Среди сюжетов, связанных с восприятием Ходасевичем поэзии метрополии, самый интересный — его отношение к творчеству Николая Заболоцкого. Начиная с 1929 года Гулливер регулярно поминает этого поэта. Поминает всегда издевательски, как курьез, но само количество упоминаний впечатляет. Наконец, в 1933 году Гулливер полностью посвящает свою «Летопись» его творчеству (Возрождение. 1933. № 2935. 15 июня). Почти вся заметка состоит из цитат, перемежающихся прозаическим пересказом стихотворений Заболоцкого (тех, которые Ходасевич и Берберова могли прочитать в журналах: «Меркнут знаки зодиака», «Цирк», «Торжество земледелия», «Лодейников», «Венчание плодами»), а завершение таково: «Трудно сказать, что такое Заболоцкий. Возможно, что он просто издевается над вершителями советских литературных судеб. А может быть, это чистосердечный кретин, сбитый с толку, нахватавшийся кое-каких познаний, уверовавший в коллективизацию Видоплясов, при всем том отнюдь не лишенный какого-то первобытного поэтического дара, как не был его лишен и Хлебников, у которого Заболоцкий, видимо, „учился“».

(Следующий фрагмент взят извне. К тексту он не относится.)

//! Check failures.
//!
//! Every check returns a [`CheckError`] instead of terminating the process;
//! the orchestrator stops at the first one and turns it into an exit status.
//! The `Display` text of each variant is the diagnostic shown to the user.

use std::fmt;
use std::io;
use std::path::PathBuf;

use thiserror::Error;

use crate::listing::FileRole;

/// Broad category of a check failure
#[derive(Debug, Clone, Copy, PartialEq, Eq)]
pub enum ErrorKind {
    /// A required file or program is not in the project directory
    MissingFile,
    /// A text file looks like it uses CRLF line endings
    LineEndings,
    /// The build tool could not be run or exited with an error
    Build,
    /// A file or directory could not be opened or read
    Io,
    /// Not enough valid secret flags
    SecretFlags,
}

impl fmt::Display for ErrorKind {
    fn fmt(&self, f: &mut fmt::Formatter<'_>) -> fmt::Result {
        match self {
            Self::MissingFile => write!(f, "missing-file"),
            Self::LineEndings => write!(f, "line-endings"),
            Self::Build => write!(f, "build"),
            Self::Io => write!(f, "io"),
            Self::SecretFlags => write!(f, "secret-flags"),
        }
    }
}

#[derive(Debug, Error)]
pub enum CheckError {
    #[error("The {name} {} is missing, make sure you named the file correctly", .role.noun())]
    MissingFile { name: String, role: FileRole },

    #[error(
        "The {name} file might contain Windows-style line endings, \
         try converting the file to Unix format using dos2unix"
    )]
    WindowsLineEndings { name: String, crlf_count: usize },

    #[error("Error during {program}. Error code {code}\n{output}")]
    BuildFailed {
        program: String,
        code: i32,
        output: String,
    },

    #[error("Error: Unable to run {program}: {source}")]
    BuildSpawn {
        program: String,
        #[source]
        source: io::Error,
    },

    #[error("Error: Unable to open {}", .path.display())]
    Unreadable {
        path: PathBuf,
        #[source]
        source: io::Error,
    },

    #[error(
        "The {name} file contains less than {minimum} secret flag, \
         make sure to add the missing secret flag"
    )]
    NoValidFlags {
        name: String,
        minimum: usize,
        found: usize,
    },
}

impl CheckError {
    pub fn unreadable(path: impl Into<PathBuf>, source: io::Error) -> Self {
        Self::Unreadable {
            path: path.into(),
            source,
        }
    }

    pub fn kind(&self) -> ErrorKind {
        match self {
            Self::MissingFile { .. } => ErrorKind::MissingFile,
            Self::WindowsLineEndings { .. } => ErrorKind::LineEndings,
            Self::BuildFailed { .. } | Self::BuildSpawn { .. } => ErrorKind::Build,
            Self::Unreadable { .. } => ErrorKind::Io,
            Self::NoValidFlags { .. } => ErrorKind::SecretFlags,
        }
    }

    /// Process exit status for this failure.
    ///
    /// Build failures forward the build tool's own code when it fits in an
    /// exit status; everything else exits with 1.
    pub fn exit_code(&self) -> u8 {
        match self {
            Self::BuildFailed { code, .. } => u8::try_from(*code)
                .ok()
                .filter(|code| *code != 0)
                .unwrap_or(1),
            _ => 1,
        }
    }
}
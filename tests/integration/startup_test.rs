//! Startup behaviour: mode selection and fatal configuration errors

use std::process::Command;

use dualis_bot::RunMode;

use crate::helpers::*;

fn run_binary(vars: &[(&str, &str)]) -> std::process::Output {
    let workdir = tempfile::tempdir().expect("temp dir");
    Command::new(env!("CARGO_BIN_EXE_dualis-bot"))
        .current_dir(workdir.path())
        .env_clear()
        .envs(vars.iter().copied())
        .output()
        .expect("binary runs")
}

#[test]
fn test_missing_webhook_url_selects_polling() {
    let settings = settings_from(&[("BOT_TOKEN", "12345:test_token")]);
    assert_eq!(settings.run_mode(), RunMode::Polling);
}

#[test]
fn test_webhook_url_selects_webhook() {
    let settings = settings_from(&[
        ("BOT_TOKEN", "12345:test_token"),
        ("WEBHOOK_URL", "https://bot.example.com/"),
    ]);
    assert_eq!(
        settings.run_mode(),
        RunMode::Webhook { url: "https://bot.example.com".to_string() }
    );
}

#[test]
fn test_settings_from_config_file() {
    let dir = tempfile::tempdir().expect("temp dir");
    let path = dir.path().join("config.toml");
    std::fs::write(&path, "bot_token = \"1:file\"\nowner_id = 5\nport = 8443\n").unwrap();

    let vars = [("OWNER_ID".to_string(), "6".to_string())].into_iter().collect();
    let settings = dualis_bot::Settings::from_file(&path, vars).expect("settings load");

    assert_eq!(settings.bot.token, "1:file");
    // Environment overrides the file
    assert_eq!(settings.bot.owner_id, 6);
    assert_eq!(settings.server.port, 8443);
}

#[test]
fn test_missing_token_exits_with_error() {
    let output = run_binary(&[]);

    assert!(!output.status.success());
    let stderr = String::from_utf8_lossy(&output.stderr);
    assert!(stderr.contains("BOT_TOKEN"), "stderr: {}", stderr);
}

#[test]
fn test_invalid_webhook_url_exits_with_error() {
    let output = run_binary(&[("BOT_TOKEN", "12345:test_token"), ("WEBHOOK_URL", "not a url")]);
    assert!(!output.status.success());
}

Создается впечатление, что Ходасевич, заставляя себя смотреть на «кретина» свысока, ничего не может поделать с тем сильным впечатлением, которое производят на него строки Заболоцкого и «нелепые» сюжеты его стихотворений, и это противоречие его беспокоит, так же (и еще больше) как во время «нельдихенского» инцидента в 1921 году, когда он впервые, может быть, задумался об «уме» и «глупости» поэта. В 1927-м, мысленно возвращаясь к той истории, он пишет статью «Глуповатость поэзии» (Современные записки. Кн. XXX), в которой пытается растолковать — себе самому в первую очередь! — слова Пушкина про поэзию, которая должна быть глуповата. Сейчас он объясняет их себе так: «В мире поэзии автор, а вслед за ним и читатель вынуждены отчасти отказаться от некоторых мыслительных навыков, отчасти изменить их: в условиях поэтического бытия они оказываются неприменимы. <…> Начинают терять цену многие житейские представления, в сумме известные под именем здравого смысла. Оказывается, что мудрость поэзии возникает из каких-то иных, часто противоречащих „здравому смыслу“ понятий, суждений и допущений. Вот это-то лежащее в основе поэзии отвлечение от житейского здравого смысла, это расхождение со здравым смыслом… и есть та глуповатость, о которой говорит Пушкин. В действительности это, конечно, не глуповатость, не понижение умственного уровня, но перенесение его в иную плоскость и соответственная перемена „точки зрения“».